In our case, perhaps the Muscular Dystrophy Association will lend support---we'll certainly ask---but I can't help but wonder about the other families, the other children, and the other “pre-existing conditions” that do not have the backing of an organization such as the MDA.

It is America, after all, and in theory my family and every other family has the opportunity to climb to such heights and to achieve such wealth that items such as medical plans are trivial nuisances. I wish everyone this success.  However, there is that time between now and then...

Fortunately,  it is America, so when the People come together there can be great wisdom in the decisions made on the society's behalf.  I hope the People have the courage to speak, that our Representatives have the clarity to hear and wisdom to act, and that Society has the benefit of the response.

Saturday, March 13, 2010

Homeschool Aikido Classes Shifting to Evenings

Monday starts a new day job for me. Until I'm familiar with the new environment, needs, and ultimately constraints, we're going to have to put our daytime Aikido classes on hold.

Anticipating this possibility, we've allowed the daytime class attendance to decrease through natural attrition and through holding off on any recruiting activities until we knew more.  The result is that not many will be impacted.

That said, now is the time to get a new cohort together.  If you are in the Columbia, MD 21045 area or alternatively in the Severn, MD 21144 area (Baltimore Zen Center) and you are interested in Aikido, Zen, or especially the fusion of the two, contact me via email to evenings@SwordMountain.org with your preferences or constraints so that we can get rolling---figuratively and literally!
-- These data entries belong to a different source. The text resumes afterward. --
//! Core ledger types: addresses, per-token auction state, epoch balances.
//!
//! All amounts are u128 at the 18-decimal token convention; epoch indices
//! are u64; timestamps are Unix seconds.

use serde::{Deserialize, Serialize};
use std::fmt;

/// A 20-byte account or token identifier.
#[derive(
    Serialize, Deserialize, Clone, Copy, Debug, PartialEq, Eq, Hash, PartialOrd, Ord, Default,
)]
pub struct Address(pub [u8; 20]);

impl Address {
    /// The zero address.
    pub const ZERO: Self = Self([0u8; 20]);

    /// Create an Address from a byte array.
    pub fn from_bytes(bytes: [u8; 20]) -> Self {
        Self(bytes)
    }

    /// Return the underlying bytes.
    pub fn as_bytes(&self) -> &[u8; 20] {
        &self.0
    }

    /// Check if this is the zero address.
    pub fn is_zero(&self) -> bool {
        self.0 == [0u8; 20]
    }
}

impl fmt::Display for Address {
    fn fmt(&self, f: &mut fmt::Formatter<'_>) -> fmt::Result {
        write!(f, "0x")?;
        for byte in &self.0 {
            write!(f, "{byte:02x}")?;
        }
        Ok(())
    }
}

impl From<[u8; 20]> for Address {
    fn from(bytes: [u8; 20]) -> Self {
        Self(bytes)
    }
}

impl AsRef<[u8]> for Address {
    fn as_ref(&self) -> &[u8] {
        &self.0
    }
}

/// Per-token auction state, created lazily on first interaction.
#[derive(Serialize, Deserialize, Clone, Copy, Debug, PartialEq, Eq, Default)]
pub struct TokenInfo {
    /// Anchor price of the whole sellable pool at `last_time`.
    pub last_value: u128,
    /// Timestamp (seconds) at which `last_value` was recorded.
    pub last_time: u64,
    /// Latest open epoch index. Non-decreasing.
    pub current_epoch: u64,
    /// Oldest epoch not yet finalized. Non-decreasing, `<= current_epoch`.
    pub first_unprocessed_epoch: u64,
}

/// Aggregate balances of one (token, epoch) pair.
///
/// Epochs are sparse; a never-touched epoch reads as [`EpochBalance::ZERO`].
/// While an epoch is still sellable `traded <= total_supply`; once its
/// depositors have been settled, `total_supply` drops toward zero while
/// `traded` keeps the historical sold amount.
#[derive(Serialize, Deserialize, Clone, Copy, Debug, PartialEq, Eq, Default)]
pub struct EpochBalance {
    /// Reward tokens deposited into this epoch across all users.
    pub total_supply: u128,
    /// Portion of `total_supply` already sold through the auction.
    pub traded: u128,
    /// Settlement-token proceeds collected for this epoch's sales.
    pub token_balance: u128,
}

impl EpochBalance {
    /// The canonical zero record returned for missing (token, epoch) keys.
    pub const ZERO: Self = Self { total_supply: 0, traded: 0, token_balance: 0 };

    /// Unsold remainder of this epoch, in reward-token units.
    ///
    /// Saturating: a settled epoch's `traded` exceeds its reduced
    /// `total_supply` and has nothing left to sell.
    pub fn remaining(&self) -> u128 {
        self.total_supply.saturating_sub(self.traded)
    }
}
//! Fixed-point multiply-then-divide primitives.
//!
//! All ledger arithmetic is integer-only. Products at the 10^36 scale exceed
//! u128, so intermediates are computed in 256 bits and narrowed back with an
//! explicit overflow check. Divisions floor, which keeps every pro-rata
//! rounding loss inside the pool.

use primitive_types::U256;

use crate::constants::PRICE_SCALE;
use crate::error::MathError;

/// Compute `a * b / denominator` with a 256-bit intermediate.
///
/// # Errors
///
/// - [`MathError::DivisionByZero`] if `denominator == 0`
/// - [`MathError::Overflow`] if the result does not fit in u128
pub fn mul_div(a: u128, b: u128, denominator: u128) -> Result<u128, MathError> {
    if denominator == 0 {
        return Err(MathError::DivisionByZero);
    }
    let wide = U256::from(a) * U256::from(b) / U256::from(denominator);
    if wide > U256::from(u128::MAX) {
        return Err(MathError::Overflow);
    }
    Ok(wide.as_u128())
}

/// Apply a [`PRICE_SCALE`]-scaled multiplier: `value * multiplier / PRICE_SCALE`.
pub fn scale_mul(value: u128, multiplier: u128) -> Result<u128, MathError> {
    mul_div(value, multiplier, PRICE_SCALE)
}
//! Trait interfaces for the Dusk collector.
//!
//! These traits define the contracts between crates:
//! - [`PriceCurve`]: auction price decay math (dusk-decay implements)
//! - [`TokenTransfer`]: the external fungible-token capability the
//!   collector moves value through (host environment implements)

use crate::error::{MathError, TransferError};
use crate::types::Address;

/// Pure computation of the auction price at a point in time.
///
/// Implementations are deterministic functions of the anchor
/// `(last_value, last_time)` and `now`; all arithmetic is integer-only.
pub trait PriceCurve: Send + Sync {
    /// Price of the whole sellable pool at `now`, given the anchor.
    ///
    /// `now < last_time` must not occur from callers and is treated as zero
    /// elapsed time. The result saturates at the curve's floor value, so a
    /// fresh token (`last_value == 0`) prices at the floor.
    fn price_for_time(&self, last_value: u128, last_time: u64, now: u64)
        -> Result<u128, MathError>;
}

/// Custody operations against external fungible tokens.
///
/// The collector trusts the implementation's return value: an `Err` aborts
/// the enclosing entrypoint with no ledger change, an `Ok` means the value
/// moved. Implementations must not call back into the collector.
pub trait TokenTransfer {
    /// Pull `amount` of `token` from `from` into the collector's custody.
    fn transfer_in(&mut self, token: Address, from: Address, amount: u128)
        -> Result<(), TransferError>;

    /// Pay `amount` of `token` out of the collector's custody to `to`.
    fn transfer_out(&mut self, token: Address, to: Address, amount: u128)
        -> Result<(), TransferError>;
}
impl<T: TokenTransfer, C: PriceCurve> FeeCollector<T, C> {
    pub fn new(transfers: T, curve: C, settlement_token: Address) -> Self {
        Self { transfers, curve, settlement_token, ledger: TokenLedger::new() }
    }

    // ------------------------------------------------------------------
    // Read surface
    // ------------------------------------------------------------------

    /// The settlement currency all auctions quote in.
    pub fn settlement_token(&self) -> Address {
        self.settlement_token
    }

    /// Auction price of `token`'s whole sellable pool at `now`.
    pub fn price(&self, token: Address, now: u64) -> Result<u128, CollectorError> {
        let info = self.ledger.token_info(token);
        Ok(self.curve.price_for_time(info.last_value, info.last_time, now)?)
    }

    /// Settlement currency owed to `user`, claimable via [`Self::claim`].
    pub fn balance_of(&self, user: Address) -> u128 {
        self.ledger.settlement_balance(user)
    }

    /// Sellable remainder of `token` across its unfinalized epochs.
    pub fn available_balance(&self, token: Address) -> u128 {
        self.ledger.available_balance(token)
    }

    pub fn token_info(&self, token: Address) -> TokenInfo {
        self.ledger.token_info(token)
    }

    pub fn epoch_balance(&self, token: Address, epoch: u64) -> EpochBalance {
        self.ledger.epoch_balance(token, epoch)
    }

    pub fn user_epoch_balance(&self, user: Address, token: Address, epoch: u64) -> u128 {
        self.ledger.user_epoch_balance(user, token, epoch)
    }

    /// Oldest epoch of `token` that `user` has not settled yet.
    pub fn first_user_unprocessed_epoch(&self, user: Address, token: Address) -> u64 {
        self.ledger.user_pointer(user, token)
    }

    /// The custody backend, for host inspection.
    pub fn transfers(&self) -> &T {
        &self.transfers
    }

    pub fn transfers_mut(&mut self) -> &mut T {
        &mut self.transfers
    }

    // ------------------------------------------------------------------
    // Mutating entrypoints
    // ------------------------------------------------------------------

    /// Deposit `amount` of `token` pulled from `payer`, credited to `user`.
    ///
    /// This is the hook reward-bearing tokens call on fee accrual; `payer`
    /// and `user` differ when an LP token forwards fees on behalf of a
    /// holder. Repricing treats the deposit as new sellable supply at the
    /// current auction price. A zero `amount` is a no-op.
    pub fn update_reward(
        &mut self,
        token: Address,
        payer: Address,
        user: Address,
        amount: u128,
        now: u64,
    ) -> Result<(), CollectorError> {
        if amount == 0 {
            return Ok(());
        }

        let mut info = self.rolled_info(token);
        let price = self.curve.price_for_time(info.last_value, info.last_time, now)?;
        let fee = self.ledger.available_balance(token);
        let fee_after = fee.checked_add(amount).ok_or(MathError::Overflow)?;
        let anchor = if fee == 0 {
            // Empty pool: the first deposit sets the scale outright.
            mul_div(price, fee_after, 1)?
        } else {
            mul_div(price, fee_after, fee)?
        };
        let first = info.first_unprocessed_epoch;
        let catchup = self.plan_catchup(user, token, first)?;

        self.transfers.transfer_in(token, payer, amount)?;

        info.last_value = anchor;
        info.last_time = now;
        self.ledger.set_token_info(token, info);
        self.apply_catchup(user, token, first, catchup);
        self.ledger.credit_user_epoch(user, token, info.current_epoch, amount);
        self.ledger.epoch_balance_mut(token, info.current_epoch).total_supply += amount;

        debug!(
            %token, %user, amount, epoch = info.current_epoch, anchor,
            "reward deposited"
        );
        Ok(())
    }

    /// Direct deposit form for callers that are not reward-bearing tokens.
    ///
    /// Ledger semantics are identical to [`Self::update_reward`].
    pub fn update_reward_non_lp(
        &mut self,
        token: Address,
        payer: Address,
        user: Address,
        amount: u128,
        now: u64,
    ) -> Result<(), CollectorError> {
        self.update_reward(token, payer, user, amount, now)
    }

    /// Buy reward tokens with `amount` of settlement currency.
    ///
    /// The buyer receives `amount * available / price` reward tokens (floor
    /// division), filled oldest-epoch-first; the settlement payment is
    /// split across the filled epochs pro-rata to the tokens each
    /// contributed. Returns the reward amount paid out.
    ///
    /// # Errors
    ///
    /// [`CollectorError::InsufficientLiquidity`] when the quote exceeds the
    /// sellable remainder or rounds to zero; nothing changes.
    pub fn trade(
        &mut self,
        buyer: Address,
        token: Address,
        amount: u128,
        now: u64,
    ) -> Result<u128, CollectorError> {
        let mut info = self.rolled_info(token);
        let price = self.curve.price_for_time(info.last_value, info.last_time, now)?;
        let available = self.ledger.available_balance(token);
        let tokens_out = mul_div(amount, available, price)?;
        if tokens_out == 0 || tokens_out > available {
            return Err(CollectorError::InsufficientLiquidity {
                requested: tokens_out,
                available,
            });
        }

        // Fill the oldest unfinalized epoch first, spill into the current
        // one. The span is at most two epochs wide.
        let first = info.first_unprocessed_epoch;
        let head_take = tokens_out.min(self.ledger.epoch_balance(token, first).remaining());
        let spill_take = tokens_out - head_take;
        let head_pay = if spill_take == 0 {
            amount
        } else {
            mul_div(amount, head_take, tokens_out)?
        };
        let spill_pay = amount - head_pay;

        // available >= tokens_out >= 1, so the denominator is nonzero.
        let anchor = mul_div(price, available - tokens_out, available)?;

        self.transfers.transfer_in(self.settlement_token, buyer, amount)?;
        if let Err(err) = self.transfers.transfer_out(token, buyer, tokens_out) {
            if let Err(refund_err) =
                self.transfers.transfer_out(self.settlement_token, buyer, amount)
            {
                warn!(%buyer, amount, ?refund_err, "trade refund failed");
            }
            return Err(err.into());
        }

        let started_open = first == info.current_epoch;
        let current = info.current_epoch;
        info.last_value = anchor;
        info.last_time = now;
        if started_open || spill_take > 0 {
            // The traded epoch freezes; deposits move to the next one.
            info.current_epoch += 1;
        }
        self.ledger.set_token_info(token, info);

        let head = self.ledger.epoch_balance_mut(token, first);
        head.traded += head_take;
        head.token_balance += head_pay;
        if spill_take > 0 {
            let spill = self.ledger.epoch_balance_mut(token, current);
            spill.traded += spill_take;
            spill.token_balance += spill_pay;
        }

        debug!(
            %token, %buyer, amount, tokens_out, head_take, spill_take,
            current_epoch = info.current_epoch, "trade filled"
        );
        Ok(tokens_out)
    }

    /// Settle `caller`'s share of every finalized epoch of `tokens` and
    /// pay out their whole settlement balance. Returns the amount paid.
    ///
    /// Idempotent: a repeat call with no intervening activity pays zero.
    pub fn claim(&mut self, caller: Address, tokens: &[Address]) -> Result<u128, CollectorError> {
        for &token in tokens {
            let info = self.rolled_info(token);
            let first = info.first_unprocessed_epoch;
            let catchup = self.plan_catchup(caller, token, first)?;
            self.ledger.set_token_info(token, info);
            self.apply_catchup(caller, token, first, catchup);
        }

        let owed = self.ledger.settlement_balance(caller);
        if owed == 0 {
            return Ok(0);
        }
        self.transfers.transfer_out(self.settlement_token, caller, owed)?;
        self.ledger.clear_settlement(caller);

        debug!(%caller, owed, "settlement claimed");
        Ok(owed)
    }

    /// Withdraw `caller`'s untraded deposit from `token`'s open epoch.
    ///
    /// Pays back in `token` and shrinks the epoch's supply; a zero balance
    /// is a no-op. Returns the amount withdrawn.
    pub fn claim_current_epoch(
        &mut self,
        caller: Address,
        token: Address,
    ) -> Result<u128, CollectorError> {
        let info = self.rolled_info(token);
        let balance = self.ledger.user_epoch_balance(caller, token, info.current_epoch);
        if balance == 0 {
            return Ok(0);
        }

        self.transfers.transfer_out(token, caller, balance)?;

        self.ledger.set_token_info(token, info);
        self.ledger.clear_user_epoch(caller, token, info.current_epoch);
        self.ledger.epoch_balance_mut(token, info.current_epoch).total_supply -= balance;

        debug!(%token, %caller, balance, epoch = info.current_epoch, "current epoch claimed");
        Ok(balance)
    }

    /// Exit the frozen, partially sold epoch of `token` early.
    ///
    /// Pays `caller` their pro-rata share of the unsold reward tokens and
    /// of the settlement proceeds collected so far, and shrinks the epoch
    /// so remaining depositors' shares are unchanged. Returns
    /// `(reward_paid, settlement_paid)`.
    ///
    /// # Errors
    ///
    /// - [`CollectorError::EpochAlreadyFinalized`] when no frozen epoch
    ///   exists or `caller` already exited it
    /// - [`CollectorError::EpochFundsAlreadyClaimed`] when `caller` has
    ///   nothing in the frozen epoch, or lags behind it and must use
    ///   [`Self::claim`] instead
    pub fn claim_frozen_epoch(
        &mut self,
        caller: Address,
        token: Address,
    ) -> Result<(u128, u128), CollectorError> {
        let info = self.rolled_info(token);
        let first = info.first_unprocessed_epoch;
        if first == info.current_epoch {
            return Err(CollectorError::EpochAlreadyFinalized);
        }
        let pointer = self.ledger.user_pointer(caller, token);
        if pointer > first {
            return Err(CollectorError::EpochAlreadyFinalized);
        }
        if pointer < first {
            return Err(CollectorError::EpochFundsAlreadyClaimed);
        }
        let balance = self.ledger.user_epoch_balance(caller, token, first);
        if balance == 0 {
            return Err(CollectorError::EpochFundsAlreadyClaimed);
        }

        let epoch = self.ledger.epoch_balance(token, first);
        let reward_out = mul_div(epoch.remaining(), balance, epoch.total_supply)?;
        let settlement_out = mul_div(epoch.token_balance, balance, epoch.total_supply)?;
        let traded_cut = mul_div(epoch.traded, balance, epoch.total_supply)?;

        if reward_out > 0 {
            self.transfers.transfer_out(token, caller, reward_out)?;
        }
        if settlement_out > 0 {
            if let Err(err) =
                self.transfers.transfer_out(self.settlement_token, caller, settlement_out)
            {
                if reward_out > 0 {
                    if let Err(refund_err) = self.transfers.transfer_in(token, caller, reward_out)
                    {
                        warn!(%caller, reward_out, ?refund_err, "frozen claim refund failed");
                    }
                }
                return Err(err.into());
            }
        }

        self.ledger.set_token_info(token, info);
        let entry = self.ledger.epoch_balance_mut(token, first);
        entry.total_supply -= balance;
        entry.traded -= traded_cut;
        entry.token_balance -= settlement_out;
        self.ledger.clear_user_epoch(caller, token, first);
        self.ledger.set_user_pointer(caller, token, first + 1);

        debug!(
            %token, %caller, epoch = first, reward_out, settlement_out,
            "frozen epoch claimed"
        );
        Ok((reward_out, settlement_out))
    }

    // ------------------------------------------------------------------
    // Internals
    // ------------------------------------------------------------------

    /// `token`'s info with fully sold frozen epochs rolled past.
    ///
    /// A spill trade can leave two sold-out epochs behind, hence the loop.
    /// The open epoch is never finalized. Pure read: callers commit the
    /// advanced pointer together with their other ledger writes, so a
    /// rejected call leaves no trace.
    fn rolled_info(&self, token: Address) -> TokenInfo {
        let mut info = self.ledger.token_info(token);
        while info.first_unprocessed_epoch < info.current_epoch {
            let epoch = self.ledger.epoch_balance(token, info.first_unprocessed_epoch);
            if epoch.remaining() != 0 {
                break;
            }
            info.first_unprocessed_epoch += 1;
        }
        info
    }

    /// Stage `user`'s settlement shares from finalized epochs below `first`.
    ///
    /// Pure arithmetic; shares floor, so rounding dust stays in the pool.
    fn plan_catchup(
        &self,
        user: Address,
        token: Address,
        first: u64,
    ) -> Result<Vec<CatchupEntry>, MathError> {
        let mut entries = Vec::new();
        for epoch in self.ledger.user_pointer(user, token)..first {
            let user_balance = self.ledger.user_epoch_balance(user, token, epoch);
            if user_balance == 0 {
                continue;
            }
            let balances = self.ledger.epoch_balance(token, epoch);
            // total_supply >= user_balance > 0, so the division is sound.
            let owed = mul_div(balances.token_balance, user_balance, balances.total_supply)?;
            entries.push(CatchupEntry { epoch, user_balance, owed });
        }
        Ok(entries)
    }

    /// Commit a staged catch-up and advance the user's epoch pointer.
    fn apply_catchup(
        &mut self,
        user: Address,
        token: Address,
        first: u64,
        entries: Vec<CatchupEntry>,
    ) {
        for entry in entries {
            let epoch = self.ledger.epoch_balance_mut(token, entry.epoch);
            epoch.total_supply -= entry.user_balance;
            epoch.token_balance -= entry.owed;
            self.ledger.clear_user_epoch(user, token, entry.epoch);
            if entry.owed > 0 {
                self.ledger.credit_settlement(user, entry.owed);
            }
        }
        // A frozen-epoch exit can park the pointer ahead of `first`.
        if first > self.ledger.user_pointer(user, token) {
            self.ledger.set_user_pointer(user, token, first);
        }
    }
}
//! Error types for the Dusk collector.
use thiserror::Error;

#[derive(Error, Debug, Clone, Copy, PartialEq, Eq)]
pub enum MathError {
    #[error("arithmetic overflow")] Overflow,
    #[error("division by zero")] DivisionByZero,
}

/// Failure reported by the external fungible-token capability.
///
/// Any transfer failure is fatal to the enclosing entrypoint; the ledger is
/// left unchanged.
#[derive(Error, Debug, Clone, PartialEq, Eq)]
pub enum TransferError {
    #[error("insufficient balance: have {have}, need {need}")] InsufficientBalance { have: u128, need: u128 },
    #[error("transfer rejected: {0}")] Rejected(String),
}

#[derive(Error, Debug, Clone, Copy, PartialEq, Eq)]
pub enum CurveError {
    #[error("deceleration {0} out of range (0, 10^36)")] DecelerationOutOfRange(u128),
    #[error("floor value must be positive")] ZeroFloor,
    #[error(transparent)] Math(#[from] MathError),
}

#[derive(Error, Debug, Clone, PartialEq, Eq)]
pub enum CollectorError {
    #[error("not enough tokens: requested {requested}, available {available}")] InsufficientLiquidity { requested: u128, available: u128 },
    #[error("epoch already finalized")] EpochAlreadyFinalized,
    #[error("epoch funds already claimed")] EpochFundsAlreadyClaimed,
    #[error(transparent)] Transfer(#[from] TransferError),
    #[error(transparent)] Math(#[from] MathError),
}

#[derive(Error, Debug)]
pub enum DuskError {
    #[error(transparent)] Math(#[from] MathError),
    #[error(transparent)] Transfer(#[from] TransferError),
    #[error(transparent)] Curve(#[from] CurveError),
    #[error(transparent)] Collector(#[from] CollectorError),
}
Then watch our Facebook Fan Page and our Twitter stream for timely updates between postings here.

Monday, March 1, 2010

Between the Rock and the Hard Place

At a speed of 24 hours per day, a tsunami approaches with immanence, appearing larger and larger every day.  At the speed of 60 seconds in every minute, the land behind you crumbles away into an encroaching abyss. The paths to the left and to the right appear the same, stretching outward toward the horizon...

The pounding of your pulse: tick, tock, tick, tock, ...

The space shrinks, and the details ahead and behind become more frighteningly clear...

The roar of the ocean, no break in the wave to be seen...

The rumbling of the ground breaking away behind your heels...

Hurry, tell me now! What will you do?

Would your answer change if your family and friends were beside you, counting on you?

In the time it takes for the Zen student to derive a clever response, he is crushed between the rock and the hard place. In the time it takes for the Aikido student to consider his technique, he is cut in two.

But what of you, sitting comfortably reading this?  There is no Zen master ready to scold you, nor is there a villain ready to run you through; yet, one heartbeat--passed, one breath--expelled.  You sit with a screen in front of you and chair beneath you, but like a meteor hurdling through the atmosphere toward the ground with a flaming trail behind it: Every moment is like this---until you stop.  Then this is where it begins.